* **Record set**:
//! Error types for every stage of a DIF3D run
//!
//! Each variant corresponds to one failure kind of the run. The [ErrorKind]
//! discriminant is what gets recorded by a failed [Run](crate::run::Run) so
//! that the caller can decide what to do with a batch of runs.

// internal modules
use crate::options::SolutionType;

// external crates
use thiserror::Error;

/// Type alias for results returned throughout the crate
pub type Result<T> = std::result::Result<T, Error>;

/// Everything that can go wrong between a core snapshot and a committed state
#[derive(Error, Debug)]
pub enum Error {
    /// Ring/position addressing is not injective, or bad axial boundaries
    #[error("Invalid geometry: {0}")]
    InvalidGeometry(String),

    /// Configuration value outside its valid range
    #[error("Invalid option `{option}`: {reason}")]
    InvalidOption { option: String, reason: String },

    /// Internal consistency fault while writing a record
    #[error("Failed to render card {card}: {reason}")]
    RenderFailure { card: String, reason: String },

    /// The external solver could not be run to completion
    #[error("Solver execution failed: {0}")]
    ExecutionFailure(String),

    /// Valid output, but the outer iterations never converged
    #[error("{0:?} solution did not converge")]
    NotConverged(SolutionType),

    /// Malformed, truncated, or misaligned output
    #[error("Failed to parse {table}: {reason}")]
    ParseFailure { table: String, reason: String },

    /// A requested real/adjoint solution is not in the output
    #[error("{solution:?} solution requested but no {what} found in output")]
    MissingSolutionType {
        solution: SolutionType,
        what: String,
    },

    /// Results could not be moved onto the as-modeled mesh
    #[error("Mesh conversion failed: {0}")]
    MeshConversionError(String),

    /// Run stages called out of order
    #[error("Cannot move from {from} to {to}")]
    InvalidTransition {
        from: RunStateName,
        to: RunStateName,
    },

    #[error("IO error: {0}")]
    Io(#[from] std::io::Error),
}

/// Short name of a run state, kept separate to avoid a dependency cycle
pub type RunStateName = &'static str;

/// Discriminant of [Error] without the payload
#[derive(Debug, Clone, Copy, PartialEq, Eq)]
pub enum ErrorKind {
    InvalidGeometry,
    InvalidOption,
    RenderFailure,
    ExecutionFailure,
    NotConverged,
    ParseFailure,
    MissingSolutionType,
    MeshConversionError,
    InvalidTransition,
    Io,
}

impl Error {
    /// The failure kind without any of the detail
    pub fn kind(&self) -> ErrorKind {
        match self {
            Self::InvalidGeometry(_) => ErrorKind::InvalidGeometry,
            Self::InvalidOption { .. } => ErrorKind::InvalidOption,
            Self::RenderFailure { .. } => ErrorKind::RenderFailure,
            Self::ExecutionFailure(_) => ErrorKind::ExecutionFailure,
            Self::NotConverged(_) => ErrorKind::NotConverged,
            Self::ParseFailure { .. } => ErrorKind::ParseFailure,
            Self::MissingSolutionType { .. } => ErrorKind::MissingSolutionType,
            Self::MeshConversionError(_) => ErrorKind::MeshConversionError,
            Self::InvalidTransition { .. } => ErrorKind::InvalidTransition,
            Self::Io(_) => ErrorKind::Io,
        }
    }

    /// Geometry and option problems are caught before any file is touched
    pub fn is_pre_execution(&self) -> bool {
        matches!(
            self.kind(),
            ErrorKind::InvalidGeometry | ErrorKind::InvalidOption
        )
    }

    // Small constructors, since the struct variants are verbose to build

    pub(crate) fn option(option: &str, reason: impl Into<String>) -> Self {
        Self::InvalidOption {
            option: option.to_string(),
            reason: reason.into(),
        }
    }

    pub(crate) fn render(card: &str, reason: impl Into<String>) -> Self {
        Self::RenderFailure {
            card: card.to_string(),
            reason: reason.into(),
        }
    }

    pub(crate) fn parse(table: &str, reason: impl Into<String>) -> Self {
        Self::ParseFailure {
            table: table.to_string(),
            reason: reason.into(),
        }
    }

    pub(crate) fn missing(solution: SolutionType, what: &str) -> Self {
        Self::MissingSolutionType {
            solution,
            what: what.to_string(),
        }
    }
}

#[cfg(test)]
mod tests {
    use super::*;

    #[test]
    fn kinds_match_variants() {
        let e = Error::parse("REGION TOTALS", "truncated");
        assert_eq!(e.kind(), ErrorKind::ParseFailure);
        assert!(e.to_string().contains("REGION TOTALS"));

        let e = Error::NotConverged(SolutionType::Real);
        assert_eq!(e.kind(), ErrorKind::NotConverged);
        assert!(!e.is_pre_execution());

        let e = Error::option("max_outers", "must be > 0");
        assert!(e.is_pre_execution());
    }
}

* **Instructions for the task**:
Collect each line above holding the string "derive".

* **Result below**:
#[derive(Error, Debug)]
#[derive(Debug, Clone, Copy, PartialEq, Eq)]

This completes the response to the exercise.